In its complaint against J&J, the United States alleges that J&J paid kickbacks to Omnicare to induce Omnicare to purchase and to recommend J&J drugs, including the antipsychotic drug Risperdal, for use in nursing homes. According to the complaint, J&J understood that Omnicare’s pharmacists reviewed nursing home patients’ charts at least monthly and made recommendations to physicians on what drugs should be prescribed for those patients. The Government further alleges that J&J knew that physicians accepted the Omnicare pharmacists’ recommendations more than 80 percent of the time, and that J&J viewed such pharmacists as an “extension of [J&J’s] sales force.”
The United States alleges that, in order to induce Omnicare and its pharmacists to recommend J&J drugs, J&J paid kickbacks to Omnicare in numerous ways. First, the complaint alleges that J&J entered into agreements with Omnicare pursuant to which Omnicare was entitled to increasing levels of rebates from J&J so long as Omnicare implemented specific “Active Intervention Programs” to drive prescribing of J&J drugs. Second, the complaint alleges that J&J paid Omnicare millions of dollars for “data,” much of which Omnicare never provided. According to the complaint, the true purpose of these payments was to induce Omnicare to recommend J&J drugs, and J&J used the disguise of a data purchase arrangement to evade its obligations to disclose the payments to the Government and to pay rebates to state Medicaid programs. Third, the complaint alleges that J&J made various other substantial kickback payments to Omnicare, calling the payments “grants” and “educational funding” even though their true purpose was to induce to Omnicare to recommend J&J drugs.

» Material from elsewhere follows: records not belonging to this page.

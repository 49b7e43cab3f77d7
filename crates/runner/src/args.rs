// SPDX-License-Identifier: BUSL-1.1
// Copyright (c) 2026 Alfred Jean LLC

//! Argument string splitting and quoting.
//!
//! A run may be configured with a single argument string (`"-la '/tmp/my dir'"`).
//! It is split into argv words with POSIX-like quoting rules; no expansion of
//! variables, globs or substitutions is performed.

use thiserror::Error;

/// Errors produced while splitting an argument string.
#[derive(Debug, Error, Clone, PartialEq, Eq)]
pub enum ArgsError {
    #[error("unterminated single quote at position {position}")]
    UnterminatedSingleQuote { position: usize },

    #[error("unterminated double quote at position {position}")]
    UnterminatedDoubleQuote { position: usize },

    #[error("trailing backslash at position {position}")]
    TrailingBackslash { position: usize },
}

/// Split an argument string into words.
///
/// - unquoted whitespace separates words
/// - `'...'` is taken literally
/// - `"..."` honors `\\ \" \$ \` \'` plus `\n` and `\t`; any other escape is kept verbatim
/// - a backslash outside quotes escapes the next character
///
/// Positions in errors are byte offsets of the opening quote or backslash.
pub fn split_arguments(input: &str) -> Result<Vec<String>, ArgsError> {
    let mut words = Vec::new();
    let mut current = String::new();
    let mut in_word = false;
    let mut chars = input.char_indices();

    while let Some((pos, ch)) = chars.next() {
        match ch {
            c if c.is_whitespace() => {
                if in_word {
                    words.push(std::mem::take(&mut current));
                    in_word = false;
                }
            }
            '\'' => {
                in_word = true;
                loop {
                    match chars.next() {
                        Some((_, '\'')) => break,
                        Some((_, c)) => current.push(c),
                        None => return Err(ArgsError::UnterminatedSingleQuote { position: pos }),
                    }
                }
            }
            '"' => {
                in_word = true;
                loop {
                    match chars.next() {
                        Some((_, '"')) => break,
                        Some((_, '\\')) => match chars.next() {
                            Some((_, esc)) => push_double_quoted_escape(&mut current, esc),
                            None => return Err(ArgsError::UnterminatedDoubleQuote { position: pos }),
                        },
                        Some((_, c)) => current.push(c),
                        None => return Err(ArgsError::UnterminatedDoubleQuote { position: pos }),
                    }
                }
            }
            '\\' => {
                in_word = true;
                match chars.next() {
                    Some((_, c)) => current.push(c),
                    None => return Err(ArgsError::TrailingBackslash { position: pos }),
                }
            }
            c => {
                in_word = true;
                current.push(c);
            }
        }
    }

    if in_word {
        words.push(current);
    }
    Ok(words)
}

fn push_double_quoted_escape(out: &mut String, esc: char) {
    match esc {
        '\\' | '"' | '$' | '`' | '\'' => out.push(esc),
        'n' => out.push('\n'),
        't' => out.push('\t'),
        other => {
            out.push('\\');
            out.push(other);
        }
    }
}

/// Quote a word so a POSIX shell reads it back unchanged.
///
/// Words made only of shell-inert characters are returned as-is.
pub fn quote_argument(word: &str) -> String {
    let inert = |c: char| c.is_ascii_alphanumeric() || "_-./=:,+@%".contains(c);
    if !word.is_empty() && word.chars().all(inert) {
        return word.to_string();
    }
    format!("'{}'", word.replace('\'', r"'\''"))
}

#[cfg(test)]
#[path = "args_tests.rs"]
mod tests;
// SPDX-License-Identifier: BUSL-1.1
// Copyright (c) 2026 Alfred Jean LLC

//! Centralized environment variable access for the engine.

use std::time::Duration;

fn millis_var(name: &str) -> Option<Duration> {
    std::env::var(name).ok().and_then(|s| s.parse::<u64>().ok()).map(Duration::from_millis)
}

/// How long output readers may keep draining after a run is decided
/// (default 250ms, configurable via `OUTRUN_STREAM_DRAIN_MS`).
pub(crate) fn stream_drain_grace() -> Duration {
    millis_var("OUTRUN_STREAM_DRAIN_MS").unwrap_or(Duration::from_millis(250))
}

/// How long to wait for a killed process to be reaped
/// (default 2s, configurable via `OUTRUN_REAP_TIMEOUT_MS`).
pub(crate) fn reap_timeout() -> Duration {
    millis_var("OUTRUN_REAP_TIMEOUT_MS").unwrap_or(Duration::from_secs(2))
}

In response to J&J’s kickbacks, according to the complaint, Omnicare undertook various “intervention” programs for J&J drugs. For example, Omnicare engaged in a “Risperdal Initiative” whose purpose, as J&J understood it, was “to persuade physicians to write Risperdal in the areas of Behavioral Disturbances associated with Dementia.” After the conduct at issue, the United States Food and Drug Administration mandated that the label for Risperdal carry a“black box” warning that “Elderly Patients with dementia-related psychosis treated with atypical antipsychotic drugs [including Risperdal] are at an increased risk of death compared to placebo.” The United States filed its complaint in two consolidated whistleblower lawsuits presently on file in the District of Massachusetts.
This case was investigated by the Chicago, St. Louis, and Boston units of the Office of Inspector General of the Department of Health and Human Services, the Chicago unit of the Food and Drug Administration Office of Criminal Investigations and the Federal Bureau of Investigation. The case is being handled by Gregg Shapiro and Christine Wichers in Ortiz’s Civil Division and Laurie Oberembt in the Justice Department’s Civil Division.